Publié le par Urbain-Roussel M'VOUAMA

« Touche pas à mon pote » ! Tel était durant les années 80 le leitmotiv de certains « grands frères » et autres redresseurs de tort, aujourd’hui absent et muets face aux incivilités gratuites, traduisant le désespoir d’une partie de la jeunesse française marginalisée et en mal d’intégration ; ce, faute de perspectives d’avenir socioprofessionnel. Certes comprendre n’est pas pardonner à vie …


Mais comment peut-on demander à ces jeunes d’être motivés dans leurs études ou dans leurs formations professionnelles, lorsqu’en même temps, ils sont victimes de discrimination à l’embauche, à l’habitat et au crédit bancaire pour délit de faciès ; contrecarrant sans cesse leur projet de vie … ?


Gardons-nous de tout amalgame et autre jugement primaire.


Je suis père d’une métisse âgée de 24 ans qui termine cette année, un Magistère de Relations Internationales à la Sorbonne. Au terme de trois mois de stage en Californie (USA) cet été, elle s’est vue notifier de vive voix, une dizaine de propositions d’embauche.

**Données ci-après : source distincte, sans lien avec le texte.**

fn validate_basic_info(
    raw: &RawBasicInfo,
    receipts: Vec<ReceiptFile>,
    policy: &ReceiptPolicy,
    errors: &mut Vec<String>,
) -> Option<BasicInfo> {
    let name = match trimmed(&raw.name) {
        Some(name) if (NAME_MIN..=NAME_MAX).contains(&name.chars().count()) => {
            Some(name.to_string())
        }
        Some(_) => {
            errors.push(format!(
                "Name must be between {} and {} characters",
                NAME_MIN, NAME_MAX
            ));
            None
        }
        None => {
            errors.push("Name is required".to_string());
            None
        }
    };

    let email = match trimmed(&raw.email) {
        Some(email) if email.validate_email() => Some(email.to_string()),
        _ => {
            errors.push("A valid email is required".to_string());
            None
        }
    };

    let item_description = match trimmed(&raw.item_description) {
        Some(desc) if (DESCRIPTION_MIN..=DESCRIPTION_MAX).contains(&desc.chars().count()) => {
            Some(desc.to_string())
        }
        Some(_) => {
            errors.push(format!(
                "Item description must be between {} and {} characters",
                DESCRIPTION_MIN, DESCRIPTION_MAX
            ));
            None
        }
        None => {
            errors.push("Item description is required".to_string());
            None
        }
    };

    let item_price = match trimmed(&raw.item_price) {
        Some(price) => match price.parse::<f64>() {
            Ok(price) if price.is_finite() && price >= MIN_ITEM_PRICE => Some(price),
            Ok(_) => {
                errors.push("Item price must be at least 1".to_string());
                None
            }
            Err(_) => {
                errors.push("Item price must be a number".to_string());
                None
            }
        },
        None => {
            errors.push("Item price is required".to_string());
            None
        }
    };

    let purchase_date = match trimmed(&raw.purchase_date) {
        Some(date) => match chrono::NaiveDate::parse_from_str(date, "%Y-%m-%d") {
            Ok(date) if date <= Utc::now().date_naive() => Some(date),
            Ok(_) => {
                errors.push("Purchase date must not be in the future".to_string());
                None
            }
            Err(_) => {
                errors.push("Purchase date must be a valid date (YYYY-MM-DD)".to_string());
                None
            }
        },
        None => {
            errors.push("Purchase date is required".to_string());
            None
        }
    };

    if receipts.is_empty() {
        errors.push("At least one receipt is required".to_string());
    }
    for receipt in &receipts {
        validate_receipt(receipt, policy, errors);
    }

    match (name, email, item_description, item_price, purchase_date) {
        (Some(name), Some(email), Some(item_description), Some(item_price), Some(purchase_date))
            if !receipts.is_empty() =>
        {
            Some(BasicInfo {
                name,
                email,
                item_description,
                item_price,
                purchase_date,
                receipts,
            })
        }
        _ => None,
    }
}
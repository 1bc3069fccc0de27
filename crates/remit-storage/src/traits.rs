//! Storage abstraction trait
//!
//! This module defines the Storage trait that all receipt storage backends
//! must implement.

use async_trait::async_trait;
use remit_core::{AppError, StorageBackend};
use thiserror::Error;

/// Storage operation errors
#[derive(Debug, Error)]
pub enum StorageError {
    #[error("Upload failed: {0}")]
    UploadFailed(String),

    #[error("Invalid storage key: {0}")]
    InvalidKey(String),

    #[error("Storage backend error: {0}")]
    BackendError(String),

    #[error("IO error: {0}")]
    IoError(#[from] std::io::Error),

    #[error("Configuration error: {0}")]
    ConfigError(String),
}

impl From<StorageError> for AppError {
    fn from(err: StorageError) -> Self {
        match err {
            StorageError::UploadFailed(msg) => AppError::ServiceUnavailable(msg),
            StorageError::InvalidKey(msg) => AppError::InvalidInput(msg),
            StorageError::BackendError(msg) => AppError::ServiceUnavailable(msg),
            StorageError::IoError(err) => AppError::Internal(format!("IO error: {}", err)),
            StorageError::ConfigError(msg) => AppError::Configuration(msg),
        }
    }
}

/// Result type for storage operations
pub type StorageResult<T> = Result<T, StorageError>;

/// A stored receipt: the backend key plus the viewing link recorded in the
/// spreadsheet.
#[derive(Debug, Clone, PartialEq, Eq)]
pub struct StoredReceipt {
    pub key: String,
    pub url: String,
}

/// Storage abstraction trait
///
/// Both backends (S3-compatible, local filesystem) implement this trait so
/// the submission pipeline can archive receipts without coupling to a
/// specific provider. Receipts are write-once: the pipeline never deletes or
/// rewrites an uploaded file, and a failed submission leaves any
/// already-uploaded receipts in place.
#[async_trait]
pub trait Storage: Send + Sync {
    /// Upload one receipt under the configured folder and return its key and
    /// viewing link.
    async fn upload(
        &self,
        filename: &str,
        content_type: &str,
        data: Vec<u8>,
    ) -> StorageResult<StoredReceipt>;

    /// Get the storage backend type
    fn backend_type(&self) -> StorageBackend;
}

Elle a décidé d’y retourner pour  y travailler et y vivre sans complexe ni tabou …


C’est la fuite des « cerveaux » formés en France, vers des horizons plus tolérants, quitte à tourner le dos à la francophonie aux élans néo-coloniaux.

 
Urbain-Roussel M’VOUAMA
le 03 novembre 2005

assocure@free
Assotiation C.U.R.E
(Cercle Urbain de Reflexion Emancipatrice)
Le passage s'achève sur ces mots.